Defining the request schema with Pydantic’s BaseModel gives you automatic input validation and OpenAPI docs from FastAPI for free. As you can see in the screenshot below, the Swagger UI generates automatically.

Running uvicorn main:app --reload locally and opening /docs gives you a live Swagger UI you can test directly. That convenience is one of the main reasons I reach for FastAPI.
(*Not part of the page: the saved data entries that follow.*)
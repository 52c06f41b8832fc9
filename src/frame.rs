//! Bounds-checked view over the LED buffer
//!
//! Every animation writes colors through [`Frame`], so index checks live here
//! instead of at each call site.

use crate::bounds::{RampLayout, Strip};
use crate::color::{BLACK, Rgb};

/// Mutable view over both strips of the ramp
pub struct Frame<'a> {
    leds: &'a mut [Rgb],
    layout: RampLayout,
}

impl<'a> Frame<'a> {
    /// Wrap a buffer holding exactly `layout.count()` LEDs
    pub fn new(leds: &'a mut [Rgb], layout: RampLayout) -> Self {
        debug_assert_eq!(leds.len(), layout.count());
        Self { leds, layout }
    }

    pub const fn layout(&self) -> RampLayout {
        self.layout
    }

    /// Length of one strip
    pub const fn strip_len(&self) -> usize {
        self.layout.strip_len()
    }

    /// Number of LEDs on both strips
    pub fn len(&self) -> usize {
        self.leds.len()
    }

    pub fn is_empty(&self) -> bool {
        self.leds.is_empty()
    }

    /// Color at buffer `index`, black when out of range
    pub fn get(&self, index: usize) -> Rgb {
        self.leds.get(index).copied().unwrap_or(BLACK)
    }

    /// Write a color at buffer `index`
    ///
    /// Out-of-range writes are a rendering bug: they trip a debug assertion
    /// and are dropped in release builds.
    pub fn set(&mut self, index: usize, color: Rgb) {
        debug_assert!(index < self.leds.len(), "LED index {index} out of range");
        if let Some(led) = self.leds.get_mut(index) {
            *led = color;
        }
    }

    /// Write a color `pos` steps up from the ramp entry of `strip`
    pub fn set_at(&mut self, strip: Strip, pos: usize, color: Rgb) {
        let index = self.layout.index_of(strip, pos);
        debug_assert!(index.is_some(), "strip position {pos} out of range");
        if let Some(index) = index {
            self.set(index, color);
        }
    }

    /// Color `pos` steps up from the ramp entry of `strip`
    pub fn get_at(&self, strip: Strip, pos: usize) -> Rgb {
        self.layout
            .index_of(strip, pos)
            .map_or(BLACK, |index| self.get(index))
    }

    /// Move every LED of `strip` one position toward the ramp top
    ///
    /// The LED at the top falls off, the entry LED keeps its color until the
    /// caller injects a new one.
    pub fn shift_toward_top(&mut self, strip: Strip) {
        let range = self.layout.range(strip);
        if range.len() < 2 {
            return;
        }
        let last = range.len() - 1;
        let leds = &mut self.leds[range];
        match strip {
            Strip::Left => leds.copy_within(0..last, 1),
            Strip::Right => leds.copy_within(1.., 0),
        }
    }

    /// Fill both strips with one color
    pub fn fill(&mut self, color: Rgb) {
        for led in self.leds.iter_mut() {
            *led = color;
        }
    }

    /// Fill a single strip with one color
    pub fn fill_strip(&mut self, strip: Strip, color: Rgb) {
        for led in &mut self.leds[self.layout.range(strip)] {
            *led = color;
        }
    }

    /// Turn every LED off
    pub fn clear(&mut self) {
        self.fill(BLACK);
    }

    pub fn as_slice(&self) -> &[Rgb] {
        self.leds
    }
}
/// Walk direction of a [`PingPong`] cursor
#[derive(Debug, Clone, Copy, PartialEq, Eq)]
pub enum Direction {
    Forward,
    Backward,
}

/// Index that walks back and forth over `0..len`
///
/// Direction flips exactly at `0` and `len - 1`, so for `len = 4` the
/// visited positions are `0, 1, 2, 3, 2, 1, 0, 1, ...`.
#[derive(Debug, Clone, Copy, PartialEq, Eq)]
pub struct PingPong {
    position: usize,
    len: usize,
    direction: Direction,
}

impl PingPong {
    /// Cursor at position 0 walking forward
    pub const fn new(len: usize) -> Self {
        Self {
            position: 0,
            len,
            direction: Direction::Forward,
        }
    }

    pub const fn position(&self) -> usize {
        self.position
    }

    pub const fn direction(&self) -> Direction {
        self.direction
    }

    pub const fn len(&self) -> usize {
        self.len
    }

    pub const fn is_empty(&self) -> bool {
        self.len == 0
    }

    /// Move one step, turning around at either bound
    pub fn advance(&mut self) {
        if self.len < 2 {
            self.position = 0;
            return;
        }
        match self.direction {
            Direction::Forward => {
                if self.position + 1 >= self.len {
                    self.direction = Direction::Backward;
                    self.position -= 1;
                } else {
                    self.position += 1;
                }
            }
            Direction::Backward => {
                if self.position == 0 {
                    self.direction = Direction::Forward;
                    self.position = 1;
                } else {
                    self.position -= 1;
                }
            }
        }
    }
}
Step 2: Implementing the SSE Streaming Endpoint

Server-Sent Events (SSE) is the simplest way to push a one-directional real-time stream over HTTP. It’s simpler to implement than WebSocket and fits perfectly for the pattern of streaming text from server to client, which is exactly what Claude does.

The key is combining FastAPI’s StreamingResponse with Anthropic SDK’s stream() context manager:

import asyncio
import json
from typing import AsyncGenerator


async def stream_claude(request: ChatRequest) -> AsyncGenerator[str, None]:
    """Claude API streaming → SSE event generator"""
    try:
        with client.messages.stream(
            model="claude-opus-4-7-20251101",
            max_tokens=request.max_tokens,
            system=request.system,
            messages=[{"role": "user", "content": request.message}],
        ) as stream:
            for text in stream.text_stream:
                # SSE format: "data: {...}\n\n"
                yield f"data: {json.dumps({'text': text, 'type': 'delta'})}\n\n"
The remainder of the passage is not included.